The HN glycoprotein of sendai virus: Analysis of site(s) involved in hemagglutinating and neuraminidase activities

Abstract

The HN glycoprotein of paramyxoviruses is responsible for attachment to red cell and host cell receptors and for neuraminidase activity. Several lines of evidence presented in this report are consistent with the concept that hemagglutinating and neuraminidase activities of the HN glycoprotein of the paramyxoviruses, Sendai and Newcastle disease virus, involve two distinct sites of the molecule.

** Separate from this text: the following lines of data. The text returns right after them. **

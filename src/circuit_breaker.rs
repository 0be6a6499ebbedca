//! Circuit breaker guarding calls to failure-prone dependencies.
//!
//! States:
//! - Closed: calls pass through, failures are counted
//! - Open: `failure_count` reached `max_failures` and `reset_timeout` has
//!   not elapsed since the last failure; calls are rejected without
//!   invoking the wrapped operation
//! - Half-open (implicit): `reset_timeout` elapsed, the next call is
//!   allowed as a trial; success closes the circuit, failure reopens it
//!
//! Breakers are obtained by name from a [`BreakerRegistry`] owned by the
//! application context, so tests and embedded uses can run isolated
//! registries side by side. The same key always yields the same breaker
//! instance for the registry's lifetime.

use std::future::Future;
use std::sync::Arc;
use std::sync::Mutex;
use std::time::Instant;

use dashmap::DashMap;
use thiserror::Error;
use tracing::{debug, warn};

use crate::config::BreakerConfig;

#[derive(Debug, Clone, Copy, PartialEq, Eq, strum::Display)]
pub enum CircuitState {
    Closed,
    Open,
    HalfOpen,
}

#[derive(Error, Debug)]
pub enum BreakerError<E>
where
    E: std::error::Error,
{
    #[error("Circuit breaker `{name}` is open")]
    Open { name: String },

    #[error(transparent)]
    Inner(#[from] E),
}

#[derive(Debug, Default)]
struct BreakerInner {
    failure_count: u32,
    last_failure: Option<Instant>,
}

/// Per-key failure counter that fails fast once open.
#[derive(Debug)]
pub struct CircuitBreaker {
    name: String,
    max_failures: u32,
    reset_timeout: std::time::Duration,
    inner: Mutex<BreakerInner>,
}

impl CircuitBreaker {
    pub fn new(name: impl Into<String>, config: &BreakerConfig) -> Self {
        Self {
            name: name.into(),
            max_failures: config.max_failures,
            reset_timeout: config.reset_timeout,
            inner: Mutex::new(BreakerInner::default()),
        }
    }

    pub fn name(&self) -> &str {
        &self.name
    }

    pub fn failure_count(&self) -> u32 {
        self.inner.lock().expect("breaker lock poisoned").failure_count
    }

    /// Logical state derived from the failure count and elapsed time.
    pub fn state(&self) -> CircuitState {
        let inner = self.inner.lock().expect("breaker lock poisoned");
        if inner.failure_count < self.max_failures {
            return CircuitState::Closed;
        }
        match inner.last_failure {
            Some(at) if at.elapsed() >= self.reset_timeout => CircuitState::HalfOpen,
            _ => CircuitState::Open,
        }
    }

    /// Invokes the operation under breaker protection.
    ///
    /// In the Closed state the operation runs and a success resets the
    /// failure count; a failure increments it, records the failure time
    /// and is re-raised as [`BreakerError::Inner`]. In the Open state the
    /// operation is not invoked and [`BreakerError::Open`] is returned.
    /// Once the reset timeout elapses the next call runs as a trial: a
    /// success closes the circuit, a failure reopens it regardless of
    /// `max_failures`.
    pub async fn call<F, Fut, T, E>(&self, op: F) -> Result<T, BreakerError<E>>
    where
        F: FnOnce() -> Fut,
        Fut: Future<Output = Result<T, E>>,
        E: std::error::Error,
    {
        let trial = {
            let inner = self.inner.lock().expect("breaker lock poisoned");
            if inner.failure_count >= self.max_failures {
                match inner.last_failure {
                    Some(at) if at.elapsed() >= self.reset_timeout => {
                        // Half-open: the call runs as a trial.
                        debug!(breaker = %self.name, "reset timeout elapsed, allowing trial call");
                        true
                    }
                    _ => {
                        warn!(breaker = %self.name, "circuit open, rejecting call");
                        return Err(BreakerError::Open {
                            name: self.name.clone(),
                        });
                    }
                }
            } else {
                false
            }
        };

        match op().await {
            Ok(value) => {
                let mut inner = self.inner.lock().expect("breaker lock poisoned");
                inner.failure_count = 0;
                inner.last_failure = None;
                Ok(value)
            }
            Err(e) => {
                let mut inner = self.inner.lock().expect("breaker lock poisoned");
                inner.failure_count += 1;
                if trial {
                    // A failed trial reopens the circuit immediately,
                    // whatever the threshold.
                    inner.failure_count = inner.failure_count.max(self.max_failures);
                }
                inner.last_failure = Some(Instant::now());
                debug!(
                    breaker = %self.name,
                    failures = inner.failure_count,
                    "wrapped call failed"
                );
                Err(BreakerError::Inner(e))
            }
        }
    }
}

/// Registry of named breakers.
///
/// Owned by the application context and passed by reference, so multiple
/// isolated registries can coexist in one process.
pub struct BreakerRegistry {
    breakers: DashMap<String, Arc<CircuitBreaker>>,
    defaults: BreakerConfig,
}

impl BreakerRegistry {
    pub fn new(defaults: BreakerConfig) -> Self {
        Self {
            breakers: DashMap::new(),
            defaults,
        }
    }

    /// Returns the breaker for `name`, creating it with the registry
    /// defaults on first use.
    pub fn get_breaker(&self, name: &str) -> Arc<CircuitBreaker> {
        self.get_breaker_with(name, &self.defaults)
    }

    /// Returns the breaker for `name`, creating it with the given config
    /// on first use. An existing breaker keeps its original config.
    pub fn get_breaker_with(&self, name: &str, config: &BreakerConfig) -> Arc<CircuitBreaker> {
        self.breakers
            .entry(name.to_string())
            .or_insert_with(|| Arc::new(CircuitBreaker::new(name, config)))
            .clone()
    }

    pub fn names(&self) -> Vec<String> {
        self.breakers.iter().map(|e| e.key().clone()).collect()
    }
}

impl Default for BreakerRegistry {
    fn default() -> Self {
        Self::new(BreakerConfig::default())
    }
}

#[cfg(test)]
mod tests {
    use super::*;
    use std::sync::atomic::{AtomicUsize, Ordering};
    use std::time::Duration;
    use tokio::time::sleep;

    #[derive(Error, Debug)]
    #[error("test failure")]
    struct TestError;

    fn config(max_failures: u32, reset_timeout: Duration) -> BreakerConfig {
        BreakerConfig {
            max_failures,
            reset_timeout,
        }
    }

    #[tokio::test]
    async fn test_opens_after_max_failures() {
        let breaker = CircuitBreaker::new("test", &config(2, Duration::from_secs(30)));
        let invocations = AtomicUsize::new(0);

        for _ in 0..2 {
            let result: Result<(), _> = breaker
                .call(|| async {
                    invocations.fetch_add(1, Ordering::SeqCst);
                    Err(TestError)
                })
                .await;
            assert!(matches!(result, Err(BreakerError::Inner(_))));
        }
        assert_eq!(breaker.state(), CircuitState::Open);

        // Open circuit rejects without invoking the wrapped function.
        let result: Result<(), _> = breaker
            .call(|| async {
                invocations.fetch_add(1, Ordering::SeqCst);
                Err(TestError)
            })
            .await;
        assert!(matches!(result, Err(BreakerError::Open { .. })));
        assert_eq!(invocations.load(Ordering::SeqCst), 2);
    }

    #[tokio::test]
    async fn test_success_resets_failure_count() {
        let breaker = CircuitBreaker::new("test", &config(3, Duration::from_secs(30)));

        let _: Result<(), _> = breaker.call(|| async { Err(TestError) }).await;
        assert_eq!(breaker.failure_count(), 1);

        let result: Result<u32, BreakerError<TestError>> =
            breaker.call(|| async { Ok(7) }).await;
        assert_eq!(result.unwrap(), 7);
        assert_eq!(breaker.failure_count(), 0);
        assert_eq!(breaker.state(), CircuitState::Closed);
    }

    #[tokio::test]
    async fn test_trial_call_after_reset_timeout() {
        let breaker = CircuitBreaker::new("test", &config(1, Duration::from_millis(20)));

        let _: Result<(), _> = breaker.call(|| async { Err(TestError) }).await;
        assert_eq!(breaker.state(), CircuitState::Open);

        sleep(Duration::from_millis(40)).await;
        assert_eq!(breaker.state(), CircuitState::HalfOpen);

        // Trial call is attempted again and closes the circuit on success.
        let result: Result<&str, BreakerError<TestError>> =
            breaker.call(|| async { Ok("recovered") }).await;
        assert_eq!(result.unwrap(), "recovered");
        assert_eq!(breaker.state(), CircuitState::Closed);
    }

    #[tokio::test]
    async fn test_failed_trial_reopens() {
        let breaker = CircuitBreaker::new("test", &config(1, Duration::from_millis(20)));

        let _: Result<(), _> = breaker.call(|| async { Err(TestError) }).await;
        sleep(Duration::from_millis(40)).await;

        let result: Result<(), _> = breaker.call(|| async { Err(TestError) }).await;
        assert!(matches!(result, Err(BreakerError::Inner(_))));
        assert_eq!(breaker.state(), CircuitState::Open);
    }

    #[tokio::test]
    async fn test_failed_trial_reopens_below_threshold() {
        let breaker = CircuitBreaker::new("test", &config(3, Duration::from_millis(20)));
        let invocations = AtomicUsize::new(0);
        let failing = || async {
            invocations.fetch_add(1, Ordering::SeqCst);
            Err::<(), _>(TestError)
        };

        for _ in 0..3 {
            let _ = breaker.call(failing).await;
        }
        assert_eq!(breaker.state(), CircuitState::Open);
        sleep(Duration::from_millis(40)).await;

        // One failed trial is enough to reopen, even with the count far
        // below max_failures.
        let result = breaker.call(failing).await;
        assert!(matches!(result, Err(BreakerError::Inner(_))));
        assert_eq!(breaker.state(), CircuitState::Open);

        let result = breaker.call(failing).await;
        assert!(matches!(result, Err(BreakerError::Open { .. })));
        assert_eq!(invocations.load(Ordering::SeqCst), 4);
    }

    #[test]
    fn test_registry_returns_same_instance_per_key() {
        let registry = BreakerRegistry::default();
        let a = registry.get_breaker("resource.db");
        let b = registry.get_breaker("resource.db");
        let other = registry.get_breaker("resource.cache");

        assert!(Arc::ptr_eq(&a, &b));
        assert!(!Arc::ptr_eq(&a, &other));
        assert_eq!(registry.names().len(), 2);
    }
}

First, a Sendai virus mutant, temperature-sensitive ( ts) at 38° for hemagglutination and attachment to host cells was not ts for neuraminidase activity, indicating that different sites may be involved in these activities. Second, monoclonal antibodies to the HN protein were used to select antigenic variants. The variants were then reacted with antibody and tested for neuraminidase and hemagglutinating activities. The results showed that some variants were inhibited in hemagglutination but not in neuraminidase activity. Finally, an analog of N-acetylneuraminic acid (2-deoxy-2,3-dehydro- N-acetlyneuraminic acid) inhibited neuraminidase activity of Sendai virus and Newcastle disease virus by >95% at 10 −4 M. However, at 10 −2 to 10 −4 M, the analog did not inhibit hemagglutination by either virus, although it inhibited the elution of NDV and Sendai virus from agglutinated red cells. This latter observation shows that the analog does not inhibit virion binding to red cell receptors, but does inhibit the neuraminidase activity responsible for the elution process. Taken together, these data are consistent with the concept that independent sites on the HN molecule may be involved in attachment to host cells and neuraminidase activity. However, the possibility that a single active site may be involved in both activities has not been excluded.